Justement, le lendemain, Octave et Trublot, qui avaient dîné ensemble, avant de se rendre chez Clarisse, la maîtresse de Duveyrier, entrèrent au café de Mulhouse, pour ne pas se présenter chez elle trop tôt, bien qu’elle demeurât rue de la Cerisaie, au diable. Il était à peine huit heures. Comme ils arrivaient, un bruit violent de querelle les attira au fond, dans une salle écartée. Et, là, ils aperçurent Bachelard, déjà gris, les joues saignantes, énorme, qui se trouvait aux prises avec un petit monsieur, blême et rageur.

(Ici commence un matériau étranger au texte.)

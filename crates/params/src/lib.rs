//! # Params
//!
//! Process-wide store of runtime-tunable parameters.
//!
//! Writers publish whole versioned snapshots; each consumer holds a
//! `ParameterSubscription` and applies updates with a check-then-apply step,
//! so a consumer never mutates the store and never blocks a writer.

use std::collections::BTreeMap;
use std::sync::Arc;

use serde::{Deserialize, Serialize};
use tokio::sync::watch;
use tracing::debug;

pub use contracts::ParamValue;

/// Versioned copy of every parameter
#[derive(Debug, Clone, Default, PartialEq, Serialize, Deserialize)]
pub struct ParameterSnapshot {
    /// Incremented on every write
    pub version: u64,

    /// Parameter name -> value
    pub values: BTreeMap<String, ParamValue>,
}

impl ParameterSnapshot {
    pub fn get(&self, name: &str) -> Option<&ParamValue> {
        self.values.get(name)
    }

    /// Numeric value, integers widened to f64
    pub fn get_f64(&self, name: &str) -> Option<f64> {
        match self.values.get(name)? {
            ParamValue::Float(v) => Some(*v),
            ParamValue::Int(v) => Some(*v as f64),
            _ => None,
        }
    }

    pub fn get_bool(&self, name: &str) -> Option<bool> {
        match self.values.get(name)? {
            ParamValue::Bool(v) => Some(*v),
            _ => None,
        }
    }

    pub fn len(&self) -> usize {
        self.values.len()
    }

    pub fn is_empty(&self) -> bool {
        self.values.is_empty()
    }
}

/// Shared parameter store
///
/// Cheap to clone; all clones refer to the same parameters.
#[derive(Debug, Clone)]
pub struct ParameterStore {
    tx: Arc<watch::Sender<ParameterSnapshot>>,
}

impl Default for ParameterStore {
    fn default() -> Self {
        Self::new()
    }
}

impl ParameterStore {
    /// Empty store at version 0
    pub fn new() -> Self {
        Self::with_values(BTreeMap::new())
    }

    /// Store seeded with initial values at version 0
    pub fn with_values(values: BTreeMap<String, ParamValue>) -> Self {
        let (tx, _rx) = watch::channel(ParameterSnapshot { version: 0, values });
        Self { tx: Arc::new(tx) }
    }

    /// Write one parameter and notify every subscriber
    ///
    /// Returns the new version.
    pub fn set(&self, name: impl Into<String>, value: impl Into<ParamValue>) -> u64 {
        self.set_many([(name.into(), value.into())])
    }

    /// Write several parameters as a single version
    pub fn set_many(&self, entries: impl IntoIterator<Item = (String, ParamValue)>) -> u64 {
        let mut version = 0;
        self.tx.send_modify(|snapshot| {
            snapshot.values.extend(entries);
            snapshot.version += 1;
            version = snapshot.version;
        });
        debug!(version, "parameters updated");
        version
    }

    pub fn get(&self, name: &str) -> Option<ParamValue> {
        self.tx.borrow().values.get(name).cloned()
    }

    pub fn version(&self) -> u64 {
        self.tx.borrow().version
    }

    pub fn snapshot(&self) -> ParameterSnapshot {
        self.tx.borrow().clone()
    }

    /// Attach a consumer
    ///
    /// The subscription starts with the current snapshot already applied.
    pub fn subscribe(&self) -> ParameterSubscription {
        let mut rx = self.tx.subscribe();
        let current = rx.borrow_and_update().clone();
        ParameterSubscription { rx, current }
    }
}

/// One consumer's view of the store
#[derive(Debug)]
pub struct ParameterSubscription {
    rx: watch::Receiver<ParameterSnapshot>,
    current: ParameterSnapshot,
}

impl ParameterSubscription {
    /// Whether a newer snapshot was written since the last apply
    ///
    /// A dropped store never reports pending updates.
    pub fn has_pending_update(&self) -> bool {
        self.rx.has_changed().unwrap_or(false)
    }

    /// Apply the latest snapshot if one is pending
    ///
    /// Returns true when the local view changed.
    pub fn apply_updates(&mut self) -> bool {
        if !self.has_pending_update() {
            return false;
        }
        self.force_apply();
        true
    }

    /// Apply the latest snapshot unconditionally
    pub fn force_apply(&mut self) {
        self.current = self.rx.borrow_and_update().clone();
        debug!(
            version = self.current.version,
            parameters = self.current.len(),
            "parameters applied"
        );
    }

    /// Last applied snapshot
    pub fn current(&self) -> &ParameterSnapshot {
        &self.current
    }
}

— Vous avez encore craché dans mon bock ! criait-il de sa voix tonnante. Je ne le souffrirai pas, monsieur !

— Fichez-moi la paix, entendez-vous ! ou je vous gifle ! dit le petit homme, debout sur la pointe des pieds.

Alors, Bachelard haussa le ton, très provocant, sans reculer d’une semelle.

— Si vous voulez, monsieur !… Comme il vous plaira !

Et, l’autre lui ayant défoncé d’une claque son chapeau, qu’il gardait crânement sur l’oreille, même dans les cafés, il répéta avec plus d’énergie :

— Comme il vous plaira, monsieur !… Si vous voulez !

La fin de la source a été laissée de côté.